A hernia occurs when something pooches out of where it is not supposed to be. Besides the inguinal hernia common ones are umbilical hernia where something pops out of the belly button and a hiatal hernia where stomach pops into the thoracic cavity through the diaphragm. I men the testes and spermatic cord are formed internally, and descend into scrotum The spermatic cord goes through an internal ring on the abdominal side through muscle layers and out the 'external ring' above and lateral to the base of the penis, and down into the scrotum. Hernias occur when weakness in the rings and wall allow the abdominal contents (fat or loops of bowel) protrude.
A direct hernia occurs when an internal ring area is weak and things pop out.
An indirect hernia slides along the spermatic cord out the external ring.
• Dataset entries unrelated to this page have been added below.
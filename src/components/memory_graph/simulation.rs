//! Force-directed layout physics.
//!
//! Each step applies, in order:
//! - center gravity toward `(width / 2, height / 2)`
//! - inverse-square repulsion between every unordered pair (O(n²))
//! - spring attraction along every resolved edge
//! - damping and integration
//! - a clamp into `[padding, dimension - padding]` on both axes
//!
//! Nodes have unit mass, so forces are added straight to velocities.
//! Randomness is confined to initial placement.

use std::collections::HashMap;

use log::{debug, info};
use rand::rngs::StdRng;
use rand::{Rng, SeedableRng};
use serde::{Deserialize, Serialize};

use super::types::{GraphData, GraphEdge, NodeCategory};
use crate::config::ForceParams;

/// A node plus its kinematic state.
#[derive(Clone, Debug, PartialEq, Serialize, Deserialize)]
pub struct LayoutNode {
	pub id: String,
	pub label: String,
	pub category: NodeCategory,
	pub importance: f64,
	pub x: f64,
	pub y: f64,
	pub vx: f64,
	pub vy: f64,
}

/// All kinematic values plus the bounds the layout is confined to.
#[derive(Clone, Debug, Default, PartialEq, Serialize, Deserialize)]
pub struct SimulationState {
	pub nodes: Vec<LayoutNode>,
	pub width: f64,
	pub height: f64,
}

/// An edge resolved to `(source, target)` indices into [`SimulationState::nodes`].
pub type Link = (usize, usize);

/// Resolve edges against the node set. Edges with an unknown endpoint are
/// dropped; they never take part in forces or drawing.
pub fn resolve_links(nodes: &[LayoutNode], edges: &[GraphEdge]) -> Vec<Link> {
	let id_to_idx: HashMap<&str, usize> = nodes
		.iter()
		.enumerate()
		.map(|(i, n)| (n.id.as_str(), i))
		.collect();

	edges
		.iter()
		.filter_map(|e| {
			match (id_to_idx.get(e.source.as_str()), id_to_idx.get(e.target.as_str())) {
				(Some(&src), Some(&tgt)) => Some((src, tgt)),
				_ => {
					debug!("Skipping edge {:?}: {} -> {}", e.label, e.source, e.target);
					None
				}
			}
		})
		.collect()
}

/// Repulsive force on a node displaced by `(dx, dy)` from another node.
///
/// The distance is clamped to `min_distance` so the force stays finite.
/// `repulsion(-dx, -dy)` is the exact negation of `repulsion(dx, dy)`.
pub fn repulsion(dx: f64, dy: f64, params: &ForceParams) -> (f64, f64) {
	let len = (dx * dx + dy * dy).sqrt();
	if len == 0.0 {
		return (0.0, 0.0);
	}
	let dist = len.max(params.min_distance);
	let force = params.repulsion / (dist * dist);
	(dx / len * force, dy / len * force)
}

/// Spring force on an edge's source node, where `(dx, dy)` points from the
/// source to the target. The target receives the negation.
pub fn attraction(dx: f64, dy: f64, params: &ForceParams) -> (f64, f64) {
	let mut dist = (dx * dx + dy * dy).sqrt();
	if dist == 0.0 {
		dist = 1.0;
	}
	let force = dist * params.attraction;
	(dx / dist * force, dy / dist * force)
}

/// Displacement of node `i` from node `j` (with `i < j`). Coincident nodes
/// are treated as `i` sitting one unit to the left of `j`.
fn pair_displacement(a: &LayoutNode, b: &LayoutNode) -> (f64, f64) {
	let (dx, dy) = (a.x - b.x, a.y - b.y);
	if dx == 0.0 && dy == 0.0 {
		(-1.0, 0.0)
	} else {
		(dx, dy)
	}
}

/// Pure form of one physics tick: returns the next state, leaving `state`
/// untouched.
pub fn step(state: &SimulationState, links: &[Link], params: &ForceParams) -> SimulationState {
	let mut next = state.clone();
	advance(&mut next, links, params);
	next
}

/// One physics tick, in place.
fn advance(state: &mut SimulationState, links: &[Link], params: &ForceParams) {
	let nodes = &mut state.nodes;
	if nodes.is_empty() {
		return;
	}
	let (cx, cy) = (state.width / 2.0, state.height / 2.0);

	for node in nodes.iter_mut() {
		node.vx += (cx - node.x) * params.center_force;
		node.vy += (cy - node.y) * params.center_force;
	}

	for i in 0..nodes.len() {
		for j in (i + 1)..nodes.len() {
			let (dx, dy) = pair_displacement(&nodes[i], &nodes[j]);
			let (fx, fy) = repulsion(dx, dy, params);
			nodes[i].vx += fx;
			nodes[i].vy += fy;
			nodes[j].vx -= fx;
			nodes[j].vy -= fy;
		}
	}

	for &(src, tgt) in links {
		let (Some(a), Some(b)) = (nodes.get(src), nodes.get(tgt)) else {
			continue;
		};
		let (fx, fy) = attraction(b.x - a.x, b.y - a.y, params);
		nodes[src].vx += fx;
		nodes[src].vy += fy;
		nodes[tgt].vx -= fx;
		nodes[tgt].vy -= fy;
	}

	// upper bound never drops below padding, even on a canvas narrower than 2 * padding
	let pad = params.padding;
	let (max_x, max_y) = (
		(state.width - pad).max(pad),
		(state.height - pad).max(pad),
	);
	for node in nodes.iter_mut() {
		node.vx *= params.damping;
		node.vy *= params.damping;
		node.x = (node.x + node.vx).clamp(pad, max_x);
		node.y = (node.y + node.vy).clamp(pad, max_y);
	}
}

/// Owns the simulation state for one graph view session.
#[derive(Clone, Debug)]
pub struct ForceSimulation {
	state: SimulationState,
	links: Vec<Link>,
	params: ForceParams,
}

impl ForceSimulation {
	/// Place every node at a seeded random offset around the canvas center.
	pub fn seeded(
		data: &GraphData,
		width: f64,
		height: f64,
		params: ForceParams,
		seed: u64,
	) -> Self {
		let mut rng = StdRng::seed_from_u64(seed);
		Self::with_rng(data, width, height, params, &mut rng)
	}

	pub fn with_rng<R: Rng>(
		data: &GraphData,
		width: f64,
		height: f64,
		params: ForceParams,
		rng: &mut R,
	) -> Self {
		let (cx, cy) = (width / 2.0, height / 2.0);
		// gen_range panics on an inverted range
		let jitter = params.jitter.abs();
		let nodes = data
			.nodes
			.iter()
			.map(|node| LayoutNode {
				id: node.id.clone(),
				label: node.label.clone(),
				category: node.category,
				importance: node.importance,
				x: cx + rng.gen_range(-jitter..=jitter),
				y: cy + rng.gen_range(-jitter..=jitter),
				vx: 0.0,
				vy: 0.0,
			})
			.collect();

		Self::from_state(
			SimulationState {
				nodes,
				width,
				height,
			},
			&data.edges,
			params,
		)
	}

	/// Adopt an existing state, e.g. a restored snapshot.
	pub fn from_state(state: SimulationState, edges: &[GraphEdge], params: ForceParams) -> Self {
		let links = resolve_links(&state.nodes, edges);
		info!(
			"Simulation ready: {} nodes, {} links ({} dangling edges skipped)",
			state.nodes.len(),
			links.len(),
			edges.len() - links.len()
		);
		Self {
			state,
			links,
			params,
		}
	}

	pub fn step(&mut self) {
		self.state = step(&self.state, &self.links, &self.params);
	}

	pub fn state(&self) -> &SimulationState {
		&self.state
	}

	pub fn links(&self) -> &[Link] {
		&self.links
	}

	/// New bounds take effect on the next step's clamp.
	pub fn resize(&mut self, width: f64, height: f64) {
		self.state.width = width;
		self.state.height = height;
	}
}

#[cfg(test)]
mod tests {
	use super::*;
	use crate::components::memory_graph::types::GraphNode;

	fn node(id: &str, x: f64, y: f64) -> LayoutNode {
		LayoutNode {
			id: id.into(),
			label: id.to_uppercase(),
			category: NodeCategory::Fact,
			importance: 0.5,
			x,
			y,
			vx: 0.0,
			vy: 0.0,
		}
	}

	fn edge(source: &str, target: &str) -> GraphEdge {
		GraphEdge {
			source: source.into(),
			target: target.into(),
			label: String::new(),
		}
	}

	fn sample_data(n: usize) -> GraphData {
		let nodes = (0..n)
			.map(|i| GraphNode {
				id: format!("n{i}"),
				label: format!("Node {i}"),
				category: if i % 2 == 0 {
					NodeCategory::Fact
				} else {
					NodeCategory::Conversation
				},
				importance: (i % 5) as f64 / 4.0,
			})
			.collect();
		let edges = (1..n).map(|i| edge(&format!("n{i}"), &format!("n{}", i / 2))).collect();
		GraphData { nodes, edges }
	}

	fn distance(state: &SimulationState) -> f64 {
		let (a, b) = (&state.nodes[0], &state.nodes[1]);
		((a.x - b.x).powi(2) + (a.y - b.y).powi(2)).sqrt()
	}

	#[test]
	fn initial_placement_is_jittered_around_center() {
		let params = ForceParams::default();
		let sim = ForceSimulation::seeded(&sample_data(20), 800.0, 600.0, params, 7);
		for n in &sim.state().nodes {
			assert!((n.x - 400.0).abs() <= params.jitter);
			assert!((n.y - 300.0).abs() <= params.jitter);
			assert_eq!((n.vx, n.vy), (0.0, 0.0));
		}
	}

	#[test]
	fn same_seed_same_layout() {
		let data = sample_data(10);
		let params = ForceParams::default();
		let a = ForceSimulation::seeded(&data, 800.0, 600.0, params, 42);
		let b = ForceSimulation::seeded(&data, 800.0, 600.0, params, 42);
		let c = ForceSimulation::seeded(&data, 800.0, 600.0, params, 43);
		assert_eq!(a.state(), b.state());
		assert_ne!(a.state(), c.state());
	}

	#[test]
	fn positions_stay_within_padding() {
		let params = ForceParams::default();
		let mut sim = ForceSimulation::seeded(&sample_data(60), 200.0, 150.0, params, 1);
		for _ in 0..300 {
			sim.step();
			let s = sim.state();
			for n in &s.nodes {
				assert!(n.x >= params.padding && n.x <= s.width - params.padding);
				assert!(n.y >= params.padding && n.y <= s.height - params.padding);
			}
		}
	}

	#[test]
	fn canvas_smaller_than_padding_pins_to_margin() {
		let params = ForceParams::default();
		let mut sim = ForceSimulation::seeded(&sample_data(3), 40.0, 40.0, params, 3);
		sim.step();
		for n in &sim.state().nodes {
			assert_eq!((n.x, n.y), (params.padding, params.padding));
		}
	}

	#[test]
	fn repulsion_is_antisymmetric() {
		let params = ForceParams::default();
		for &(dx, dy) in &[(3.0, 4.0), (-120.5, 17.25), (0.001, -0.002), (55.0, 0.0)] {
			let (fx, fy) = repulsion(dx, dy, &params);
			let (gx, gy) = repulsion(-dx, -dy, &params);
			assert_eq!((fx, fy), (-gx, -gy));
		}
	}

	#[test]
	fn repulsion_clamps_short_distances() {
		let params = ForceParams::default();
		let near = repulsion(1.0, 0.0, &params);
		let at_min = repulsion(params.min_distance, 0.0, &params);
		assert_eq!(near, at_min);
		assert!(near.0.is_finite() && near.0 > 0.0);
	}

	#[test]
	fn pairwise_forces_conserve_momentum() {
		let params = ForceParams {
			center_force: 0.0,
			..ForceParams::default()
		};
		let state = SimulationState {
			nodes: vec![
				node("a", 300.0, 300.0),
				node("b", 340.0, 310.0),
				node("c", 500.0, 200.0),
				node("d", 320.0, 420.0),
			],
			width: 800.0,
			height: 600.0,
		};
		let edges = [edge("a", "c"), edge("b", "d")];
		let next = step(&state, &resolve_links(&state.nodes, &edges), &params);
		let (px, py) = next
			.nodes
			.iter()
			.fold((0.0, 0.0), |(px, py), n| (px + n.vx, py + n.vy));
		assert!(px.abs() < 1e-12, "x momentum {px}");
		assert!(py.abs() < 1e-12, "y momentum {py}");
	}

	#[test]
	fn pure_step_matches_engine_and_leaves_input() {
		let data = sample_data(12);
		let params = ForceParams::default();
		let mut sim = ForceSimulation::seeded(&data, 800.0, 600.0, params, 9);
		let before = sim.state().clone();
		let next = step(&before, sim.links(), &params);
		sim.step();
		assert_eq!(&next, sim.state());
		assert_ne!(next, before);
	}

	#[test]
	fn dangling_edges_are_inert() {
		let params = ForceParams::default();
		let state = SimulationState {
			nodes: vec![node("a", 350.0, 300.0), node("b", 450.0, 280.0)],
			width: 800.0,
			height: 600.0,
		};
		let clean = [edge("a", "b")];
		let dangling = [
			edge("a", "b"),
			edge("a", "ghost"),
			edge("ghost", "b"),
			edge("x", "y"),
		];
		let mut with = ForceSimulation::from_state(state.clone(), &dangling, params);
		let mut without = ForceSimulation::from_state(state, &clean, params);
		assert_eq!(with.links(), &[(0, 1)]);
		for _ in 0..25 {
			with.step();
			without.step();
		}
		assert_eq!(with.state(), without.state());
	}

	#[test]
	fn two_connected_nodes_settle_at_equilibrium() {
		let params = ForceParams::default();
		let state = SimulationState {
			nodes: vec![node("a", 380.0, 300.0), node("b", 420.0, 300.0)],
			width: 800.0,
			height: 600.0,
		};
		let mut sim = ForceSimulation::from_state(state, &[edge("a", "b")], params);
		for _ in 0..1000 {
			sim.step();
		}

		// Each node: repulsion / d² = attraction * d + center_force * d / 2
		let expected =
			(params.repulsion / (params.attraction + params.center_force / 2.0)).cbrt();
		let settled = distance(sim.state());
		assert!((settled - expected).abs() < 1e-3, "{settled} vs {expected}");

		for _ in 0..100 {
			sim.step();
		}
		assert!((distance(sim.state()) - settled).abs() < 1e-6);
	}

	#[test]
	fn empty_graph_steps_are_noops() {
		let mut sim = ForceSimulation::seeded(
			&GraphData::default(),
			800.0,
			600.0,
			ForceParams::default(),
			0,
		);
		let before = sim.state().clone();
		for _ in 0..10 {
			sim.step();
		}
		assert!(sim.state().nodes.is_empty());
		assert_eq!(sim.state(), &before);
	}

	#[test]
	fn coincident_nodes_separate() {
		let params = ForceParams::default();
		let state = SimulationState {
			nodes: vec![node("a", 400.0, 300.0), node("b", 400.0, 300.0)],
			width: 800.0,
			height: 600.0,
		};
		let mut sim = ForceSimulation::from_state(state, &[edge("a", "b")], params);
		sim.step();
		let s = sim.state();
		assert!(s.nodes[0].x < s.nodes[1].x);
		assert!(s.nodes.iter().all(|n| n.x.is_finite() && n.y.is_finite()));
	}

	#[test]
	fn negative_jitter_is_treated_as_its_magnitude() {
		let params = ForceParams {
			jitter: -20.0,
			..ForceParams::default()
		};
		let sim = ForceSimulation::seeded(&sample_data(10), 800.0, 600.0, params, 4);
		for n in &sim.state().nodes {
			assert!((n.x - 400.0).abs() <= 20.0);
			assert!((n.y - 300.0).abs() <= 20.0);
		}
	}

	#[test]
	fn resize_clamps_on_next_step() {
		let params = ForceParams::default();
		let mut sim = ForceSimulation::seeded(&sample_data(8), 800.0, 600.0, params, 5);
		sim.resize(100.0, 100.0);
		sim.step();
		for n in &sim.state().nodes {
			assert!(n.x <= 70.0 && n.y <= 70.0);
		}
	}

	#[test]
	fn restored_snapshot_continues_the_run() {
		let data = sample_data(6);
		let params = ForceParams::default();
		let mut live = ForceSimulation::seeded(&data, 800.0, 600.0, params, 11);
		for _ in 0..20 {
			live.step();
		}

		let json = serde_json::to_string(live.state()).unwrap();
		let snapshot: SimulationState = serde_json::from_str(&json).unwrap();
		let mut restored = ForceSimulation::from_state(snapshot, &data.edges, params);

		for _ in 0..10 {
			live.step();
			restored.step();
		}
		for (a, b) in live.state().nodes.iter().zip(&restored.state().nodes) {
			assert_eq!(a.id, b.id);
			assert!((a.x - b.x).abs() < 1e-6 && (a.y - b.y).abs() < 1e-6);
		}
	}
}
Examiner's target is the lower external ring and finding something sliding down. Examiner puts finger in upper scrotum to get loose skin, and pushes up following cord to the ring. Patient raises intra-abdominal pressure by coughing. Hernia if present is pushed onto examiner's finger.
Of note. Some med fet tales have examiner holding testes then asking patient to cough. As you can see from description of how it's really done, that the description is erroneous. Secondly I asked my doctor why I have to turn my head. "So you won't cough in my face." DUH.
The following link is photos of my second hernia surgery. I had a 'direct' hernia'
https://en.zity.biz/index.php?mx=gallery;ox=showalbum;ax=6062
The 'genitalia' part of the examination is the penis, scrotum and the contents--not just the testes. I had swollen veins of the spermatic cord, found and repaired at the same time I had my first hernia repair.